Abraham Joshua Heschel (January 11, 1907 – December 23, 1972) was a Polish-American rabbi and one of the leading Jewish theologians and Jewish philosophers of the 20th century. Heschel, a professor of Jewish mysticism at the Jewish Theological Seminary of America, authored a number of widely read books on Jewish philosophy and was a leader in the civil rights movement.

Biography
Abraham Joshua Heschel was born in Warsaw in 1907 as the youngest of six children of Moshe Mordechai Heschel and Reizel Perlow Heschel. He was descended from preeminent European rabbis on both sides of his family. His paternal great-great-grandfather and namesake was Rebbe Avraham Yehoshua Heshel of Apt in present-day Poland. His mother was also a descendant of Avraham Yehoshua Heshel and other Hasidic dynasties. His siblings were Sarah, Dvora Miriam, Esther Sima, Gittel, and Jacob. Their father Moshe died of influenza in 1916 when Abraham was nine.

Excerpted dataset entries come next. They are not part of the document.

//! Mode finding over a sequence of strings
//!
//! Frequencies are counted in a [`ChainedHashMap`], then the most frequent
//! keys are collected in the map's traversal order (bucket, then chain). That
//! order depends on the hash layout, not on the order of the input.

use crate::containers::DynamicArray;
use crate::hash_map::ChainedHashMap;

/// Most frequent strings of `items` and their shared frequency
///
/// Every string tied for the highest count is returned. An empty input
/// yields no modes and a frequency of 0.
///
/// # Examples
///
/// ```rust
/// use chaintable::find_mode;
///
/// let (modes, frequency) = find_mode(["apple", "apple", "grape", "melon", "peach"]);
/// assert_eq!(modes.as_slice(), &["apple".to_string()]);
/// assert_eq!(frequency, 2);
/// ```
pub fn find_mode<I, S>(items: I) -> (DynamicArray<String>, usize)
where
    I: IntoIterator<Item = S>,
    S: AsRef<str>,
{
    let mut counts: ChainedHashMap<usize> = ChainedHashMap::new();

    for item in items {
        let key = item.as_ref();
        match counts.get(key) {
            Some(&count) => counts.put(key, count + 1),
            None => counts.put(key, 1),
        }
    }

    let pairs = counts.get_keys_and_values();
    let max_frequency = pairs.iter().map(|(_, count)| *count).max().unwrap_or(0);

    let modes = pairs
        .into_iter()
        .filter(|(_, count)| *count == max_frequency)
        .map(|(key, _)| key)
        .collect();

    (modes, max_frequency)
}
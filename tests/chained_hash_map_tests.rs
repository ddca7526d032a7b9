//! Scenario tests for ChainedHashMap and find_mode
//!
//! Expected layouts (empty bucket counts, capacities) follow from the two
//! built-in hash functions and the doubling policy.

use chaintable::hash_map::{additive_hash, is_prime, positional_hash};
use chaintable::{find_mode, ChainedHashMap, ChainedHashMapConfig, Config, HashFunctionKind};
use std::collections::BTreeSet;

// =============================================================================
// PUT / GROWTH
// =============================================================================

#[test]
fn test_sequential_keys_grow_past_double_capacity() {
    let mut map = ChainedHashMap::with_capacity_and_hasher(53, additive_hash);
    for i in 0..150 {
        map.put(format!("str{}", i), i * 100);
        assert!(is_prime(map.capacity()));
        assert_eq!(map.table_load(), map.size() as f64 / map.capacity() as f64);
    }

    assert!(map.capacity() >= 2 * 53);
    assert_eq!(map.capacity(), 223);
    assert_eq!(map.size(), 150);
    for i in 0..150 {
        assert_eq!(map.get(&format!("str{}", i)), Some(&(i * 100)));
    }
}

#[test]
fn test_empty_bucket_progression() {
    let mut map = ChainedHashMap::with_capacity_and_hasher(53, additive_hash);
    let mut observed = Vec::new();
    for i in 0..150 {
        map.put(format!("key{}", i), i * 100);
        if i % 30 == 0 {
            observed.push((map.empty_buckets(), map.size(), map.capacity()));
        }
    }
    assert_eq!(
        observed,
        vec![
            (52, 1, 53),
            (39, 31, 53),
            (83, 61, 107),
            (80, 91, 107),
            (184, 121, 223),
        ]
    );
}

#[test]
fn test_table_load_progression() {
    let mut map = ChainedHashMap::with_capacity_and_hasher(53, additive_hash);
    let mut observed = Vec::new();
    for i in 0..50 {
        map.put(format!("key{}", i), i * 100);
        if i % 10 == 0 {
            observed.push(((map.table_load() * 100.0).round() as u32, map.size(), map.capacity()));
        }
    }
    assert_eq!(
        observed,
        vec![(2, 1, 53), (21, 11, 53), (40, 21, 53), (58, 31, 53), (77, 41, 53)]
    );
}

// =============================================================================
// RESIZE
// =============================================================================

#[test]
fn test_resize_across_many_capacities() {
    let mut map = ChainedHashMap::with_capacity_and_hasher(75, positional_hash);
    let keys: Vec<u32> = (1..1000).step_by(13).collect();
    for &key in &keys {
        map.put(key.to_string(), key * 42);
    }
    assert_eq!((map.size(), map.capacity()), (77, 79));

    let mut capacities = Vec::new();
    for capacity in (111..1000).step_by(117) {
        map.resize_table(capacity);

        map.put("some key", 0);
        assert!(map.contains_key("some key"));
        map.remove("some key");

        for &key in &keys {
            assert!(map.contains_key(&key.to_string()), "missing {}", key);
            assert!(!map.contains_key(&(key + 1).to_string()));
            assert_eq!(map.get(&key.to_string()), Some(&(key * 42)));
        }
        assert_eq!(map.size(), 77);
        capacities.push(map.capacity());
    }

    assert_eq!(capacities, vec![113, 229, 347, 463, 587, 701, 821, 937]);
}

#[test]
fn test_resize_preserves_associations() {
    let mut map = ChainedHashMap::with_capacity_and_hasher(11, positional_hash);
    for i in 0..60 {
        map.put(format!("entry-{}", i), i);
    }

    for requested in [1, 2, 7, 64, 500] {
        map.resize_table(requested);
        assert!(is_prime(map.capacity()));
        assert_eq!(map.size(), 60);
        for i in 0..60 {
            assert_eq!(map.get(&format!("entry-{}", i)), Some(&i));
        }
    }
}

// =============================================================================
// LOOKUP / REMOVAL
// =============================================================================

#[test]
fn test_get_with_positional_hash() {
    let mut map = ChainedHashMap::with_capacity_and_hasher(151, positional_hash);
    for i in (200..300).step_by(7) {
        map.put(i.to_string(), i * 10);
    }
    assert_eq!((map.size(), map.capacity()), (15, 151));

    for i in (200..300).step_by(21) {
        assert_eq!(map.get(&i.to_string()), Some(&(i * 10)));
        assert_eq!(map.get(&(i + 1).to_string()), None);
    }
}

#[test]
fn test_contains_key_with_positional_hash() {
    let mut map = ChainedHashMap::with_capacity_and_hasher(79, positional_hash);
    let keys: Vec<u32> = (1..1000).step_by(20).collect();
    for &key in &keys {
        map.put(key.to_string(), key * 42);
    }
    assert_eq!((map.size(), map.capacity()), (50, 79));

    for &key in &keys {
        assert!(map.contains_key(&key.to_string()));
        assert!(!map.contains_key(&(key + 1).to_string()));
    }
}

#[test]
fn test_remove_absent_key_is_noop() {
    let mut map = ChainedHashMap::new();
    map.put("present", 1);
    for _ in 0..3 {
        assert_eq!(map.remove("absent"), None);
        assert_eq!(map.size(), 1);
    }
    assert_eq!(map.remove("present"), Some(1));
    assert_eq!(map.remove("present"), None);
    assert!(map.is_empty());
}

#[test]
fn test_clear_keeps_capacity() {
    let mut map = ChainedHashMap::with_capacity_and_hasher(101, additive_hash);
    map.put("key1", 10);
    map.put("key2", 20);
    map.put("key1", 30);
    assert_eq!((map.size(), map.capacity()), (2, 101));

    map.clear();
    assert_eq!((map.size(), map.capacity()), (0, 101));
    assert_eq!(map.get("key1"), None);
    assert_eq!(map.iter().count(), 0);

    // Still usable after clearing
    map.put("key3", 3);
    assert_eq!(map.get("key3"), Some(&3));
}

// =============================================================================
// CONFIGURATION
// =============================================================================

#[test]
fn test_config_constructed_map_matches_manual() {
    let config = ChainedHashMapConfig {
        initial_capacity: 41,
        hash_function: HashFunctionKind::Positional,
    };
    assert!(config.validate().is_ok());

    let mut configured = ChainedHashMap::with_config(&config).unwrap();
    let mut manual = ChainedHashMap::with_capacity_and_hasher(41, positional_hash);
    for i in 0..50 {
        configured.put(format!("str{}", i / 3), i);
        manual.put(format!("str{}", i / 3), i);
    }

    assert_eq!(configured.empty_buckets(), manual.empty_buckets());
    let configured_pairs: Vec<(String, i32)> = configured.get_keys_and_values().into();
    let manual_pairs: Vec<(String, i32)> = manual.get_keys_and_values().into();
    assert_eq!(configured_pairs, manual_pairs);
}

// =============================================================================
// MODE FINDER
// =============================================================================

#[test]
fn test_find_mode_cases() {
    let (modes, frequency) = find_mode(["apple", "apple", "grape", "melon", "peach"]);
    assert_eq!(modes.as_slice(), &["apple".to_string()]);
    assert_eq!(frequency, 2);

    let (modes, frequency) = find_mode([
        "2", "4", "2", "6", "8", "4", "1", "3", "4", "5", "7", "3", "3", "2",
    ]);
    let set: BTreeSet<&str> = modes.iter().map(String::as_str).collect();
    assert_eq!(set, BTreeSet::from(["2", "3", "4"]));
    assert_eq!(frequency, 3);

    let (modes, frequency) = find_mode(["one", "two", "three", "four", "five"]);
    assert_eq!(modes.len(), 5);
    assert_eq!(frequency, 1);
}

He was tutored by a Gerrer Hasid who introduced him to the thought of Rabbi Menachem Mendel of Kotzk.

After a traditional yeshiva education and studying for Orthodox rabbinical ordination (semicha), Heschel pursued his doctorate at the University of Berlin and rabbinic ordination at the non-denominational Hochschule für die Wissenschaft des Judentums. There he studied under some of the finest Jewish educators of the time: Chanoch Albeck, Ismar Elbogen, Julius Guttmann, Alexander Guttmann, and Leo Baeck. His mentor in Berlin was David Koigen. Heschel later taught Talmud at the Hochschule. He joined a Yiddish poetry group, Jung Vilna, and in 1933, published a volume of Yiddish poems, Der Shem Hamefoyrosh: Mentsch, dedicated to his father.

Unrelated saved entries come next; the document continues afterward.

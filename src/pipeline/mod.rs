//! Training and evaluation pipeline abstractions
//!
//! This module provides composable pipelines for:
//! - Self-play training of a Q-learning agent against a frozen copy of itself
//! - Evaluating trained agents against a random baseline
//! - Recording observations during training

pub mod evaluation;
pub mod observers;
pub mod training;

pub use evaluation::{EvaluationResult, RandomPlayer, evaluate, evaluate_against_random};
pub use observers::{MetricsObserver, MetricsSummary, ProgressObserver};
pub use training::{
    DEFAULT_AGENT_NAME, EpochSummary, Seat, SelfPlayTrainer, TrainingConfig, TrainingResult,
};

pub use crate::ports::{Observer, Player};
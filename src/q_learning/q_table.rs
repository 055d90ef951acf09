//! Dense Q-table for temporal difference learning

use serde::{Deserialize, Serialize};

use crate::{
    Error, Result,
    nim::{Action, MAX_ACTION_CODE, MAX_STATE_CODE},
};

/// Q-table mapping (encoded state, action code) pairs to Q-values
///
/// Pre-sized to every encodable state and action, zero-initialised. Rows are
/// encoded states, columns are action codes.
#[derive(Debug, Clone, PartialEq, Serialize, Deserialize)]
pub struct QTable {
    /// Row-major Q-values, `rows * cols` entries
    values: Vec<f64>,
    rows: usize,
    cols: usize,
    /// Learning rate α
    learning_rate: f64,
    /// Discount factor γ
    discount_factor: f64,
}

impl QTable {
    /// Create a zeroed Q-table covering every state and action code
    pub fn new(learning_rate: f64, discount_factor: f64) -> Self {
        let rows = MAX_STATE_CODE + 1;
        let cols = MAX_ACTION_CODE + 1;
        Self {
            values: vec![0.0; rows * cols],
            rows,
            cols,
            learning_rate,
            discount_factor,
        }
    }

    pub fn learning_rate(&self) -> f64 {
        self.learning_rate
    }

    pub fn discount_factor(&self) -> f64 {
        self.discount_factor
    }

    /// Number of encoded states (rows)
    pub fn num_states(&self) -> usize {
        self.rows
    }

    /// Number of action codes (columns)
    pub fn num_actions(&self) -> usize {
        self.cols
    }

    /// Check that a decoded table covers exactly the encodable states and actions
    ///
    /// # Errors
    ///
    /// Returns [`Error::InvalidSnapshot`] on a dimension or length mismatch.
    pub fn validate_shape(&self) -> Result<()> {
        let (rows, cols) = (MAX_STATE_CODE + 1, MAX_ACTION_CODE + 1);
        if self.rows != rows || self.cols != cols {
            return Err(Error::InvalidSnapshot {
                message: format!(
                    "Q-table is {}x{}, expected {rows}x{cols}",
                    self.rows, self.cols
                ),
            });
        }
        if self.values.len() != rows * cols {
            return Err(Error::InvalidSnapshot {
                message: format!(
                    "Q-table holds {} values, expected {}",
                    self.values.len(),
                    rows * cols
                ),
            });
        }
        Ok(())
    }

    fn index(&self, state: usize, action: Action) -> usize {
        assert!(
            state < self.rows && action.code() < self.cols,
            "state {state} / action {} outside Q-table",
            action.code()
        );
        state * self.cols + action.code()
    }

    /// Get Q-value for a state-action pair
    ///
    /// # Panics
    ///
    /// Panics if the state or action code lies outside the table.
    pub fn get(&self, state: usize, action: Action) -> f64 {
        self.values[self.index(state, action)]
    }

    /// Set Q-value for a state-action pair
    pub fn set(&mut self, state: usize, action: Action, value: f64) {
        let idx = self.index(state, action);
        self.values[idx] = value;
    }

    /// Every Q-value of one state, indexed by action code
    pub fn row(&self, state: usize) -> &[f64] {
        let start = state * self.cols;
        &self.values[start..start + self.cols]
    }

    /// Maximum over the whole row of a state, legal or not
    pub fn max_q(&self, state: usize) -> f64 {
        self.row(state)
            .iter()
            .copied()
            .fold(f64::NEG_INFINITY, f64::max)
    }

    /// All legal actions sharing the highest Q-value in `state`
    ///
    /// Illegal columns are masked to `-∞` on a scratch copy of the row, so
    /// the table is never modified.
    pub fn best_actions(&self, state: usize, legal_actions: &[Action]) -> Vec<Action> {
        if legal_actions.is_empty() {
            return Vec::new();
        }

        let mut masked = vec![f64::NEG_INFINITY; self.cols];
        for &action in legal_actions {
            masked[action.code()] = self.get(state, action);
        }

        let best = masked.iter().copied().fold(f64::NEG_INFINITY, f64::max);
        legal_actions
            .iter()
            .copied()
            .filter(|action| masked[action.code()] == best)
            .collect()
    }

    /// TD update of a single state-action pair
    ///
    /// With a successor state:
    /// Q(s,a) ← Q(s,a) + α[r − γ max_a' Q(s',a') − Q(s,a)]
    ///
    /// Without one (the action was illegal):
    /// Q(s,a) ← Q(s,a) + α[r − Q(s,a)]
    ///
    /// The discounted successor value is subtracted, not added.
    pub fn td_update(
        &mut self,
        state: usize,
        action: Action,
        reward: f64,
        next_state: Option<usize>,
    ) {
        let current_q = self.get(state, action);
        let td_error = match next_state {
            Some(next) => reward - self.discount_factor * self.max_q(next) - current_q,
            None => reward - current_q,
        };
        self.set(state, action, current_q + self.learning_rate * td_error);
    }

    /// Number of entries that have moved away from zero
    pub fn nonzero_count(&self) -> usize {
        self.values.iter().filter(|&&q| q != 0.0).count()
    }
}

In late October 1938, when Heschel was living in a rented room in the home of a Jewish family in Frankfurt, he was arrested by the Gestapo and deported to Poland in the Polenaktion. He spent ten months lecturing on Jewish philosophy and Torah at Warsaw's Institute for Jewish Studies. Six weeks before the German invasion of Poland, Heschel left Warsaw for London with the help of Julian Morgenstern, president of Hebrew Union College, who had been working to obtain visas for Jewish scholars in Europe and Alexander Guttmann, later his colleague in Cincinnati, who secretly re-wrote his ordination certificate to meet American visa requirements.

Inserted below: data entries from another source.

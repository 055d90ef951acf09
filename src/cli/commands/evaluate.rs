//! Evaluate command - Pit a saved agent against a random mover

use std::{fs::File, path::PathBuf};

use anyhow::{Context, Result};
use clap::Parser;
use serde_json::to_writer_pretty;

use crate::{
    Error,
    adapters::DEFAULT_CACHE_DIR,
    app::App,
    cli::output::{format_number, format_share, print_kv, print_section},
    pipeline::evaluate_against_random,
    q_learning::AgentMode,
};

#[derive(Parser, Debug)]
#[command(about = "Evaluate a trained agent against a random player")]
pub struct EvaluateArgs {
    /// Name the agent was trained under
    pub name: String,

    /// Training epochs of the snapshot to load
    pub epochs: usize,

    /// Number of evaluation games
    #[arg(long, short = 'g', default_value_t = 1000)]
    pub games: usize,

    /// Random seed for reproducibility
    #[arg(long)]
    pub seed: Option<u64>,

    /// Directory holding saved agents
    #[arg(long, default_value = DEFAULT_CACHE_DIR)]
    pub cache_dir: PathBuf,

    /// Export results to a JSON file
    #[arg(long)]
    pub export: Option<PathBuf>,
}

pub fn execute(args: EvaluateArgs) -> Result<()> {
    let app = App::with_cache_dir(&args.cache_dir);
    let agent = match app.load_agent(&args.name, args.epochs, AgentMode::Frozen) {
        Ok(agent) => agent,
        Err(Error::AgentSnapshotNotFound {
            name,
            training_epochs,
        }) => {
            println!(
                "No agent '{name}' trained for {training_epochs} epochs in {}.",
                args.cache_dir.display()
            );
            println!("Train it first: nim train {name} {training_epochs}");
            return Ok(());
        }
        Err(e) => return Err(e).context("failed to load agent"),
    };

    println!("\n=== Evaluation Configuration ===");
    println!("Agent: {} ({} epochs)", args.name, format_number(args.epochs));
    println!("Opponent: Random");
    println!("Games: {}", format_number(args.games));
    if let Some(seed) = args.seed {
        println!("Seed: {seed}");
    }

    let result = evaluate_against_random(&agent, args.games, args.seed)?;

    print_section("Evaluation Results");
    print_kv("Wins", &format_share(result.wins, result.games));
    print_kv("Losses", &format_share(result.losses, result.games));
    print_kv("Illegal attempts", &format_number(result.failed_attempts));

    if let Some(path) = &args.export {
        let file = File::create(path)
            .with_context(|| format!("failed to create {}", path.display()))?;
        to_writer_pretty(file, &result)?;
        println!("\n✓ Results exported to: {}", path.display());
    }

    Ok(())
}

Heschel's sister Esther was killed in a German bombing. His mother was murdered by the Nazis, and two other sisters, Gittel and Devorah, died in Nazi concentration camps. He never returned to Germany, Austria or Poland. He once wrote, "If I should go to Poland or Germany, every stone, every tree would remind me of contempt, hatred, murder, of children killed, of mothers burned alive, of human beings asphyxiated."

Heschel arrived in New York City in March 1940. He served on the faculty of Hebrew Union College (HUC), the main seminary of Reform Judaism, in Cincinnati for five years. In 1946, he took a position at the Jewish Theological Seminary of America (JTS) in New York City, the main seminary of Conservative Judaism. He served as professor of Jewish ethics and Mysticism until his death in 1972. At the time of his death, Heschel lived near JTS at 425 Riverside Drive in Manhattan.

Heschel married Sylvia Straus, a concert pianist, on December 10, 1946, in Los Angeles. Their daughter, Susannah Heschel, became a Jewish scholar in her own right.

Ideology

Heschel explicated many facets of Jewish thought, including studies on medieval Jewish philosophy, Kabbalah, and Hasidic philosophy. According to some scholars, he was more interested in spirituality than in critical text study; the latter was a specialty of many scholars at JTS. He was not given a graduate assistant for many years and he was mainly relegated to teach in the education school or the Rabbinical school, not in the academic graduate program. Heschel became friendly with his colleague Mordecai Kaplan. Though they differed in their approaches to Judaism, they had a very cordial relationship and visited each other's homes from time to time.

Heschel believed that the teachings of the Hebrew prophets were a clarion call for social action in the United States and inspired by this belief, he worked for African Americans' civil rights and spoke out against the Vietnam War.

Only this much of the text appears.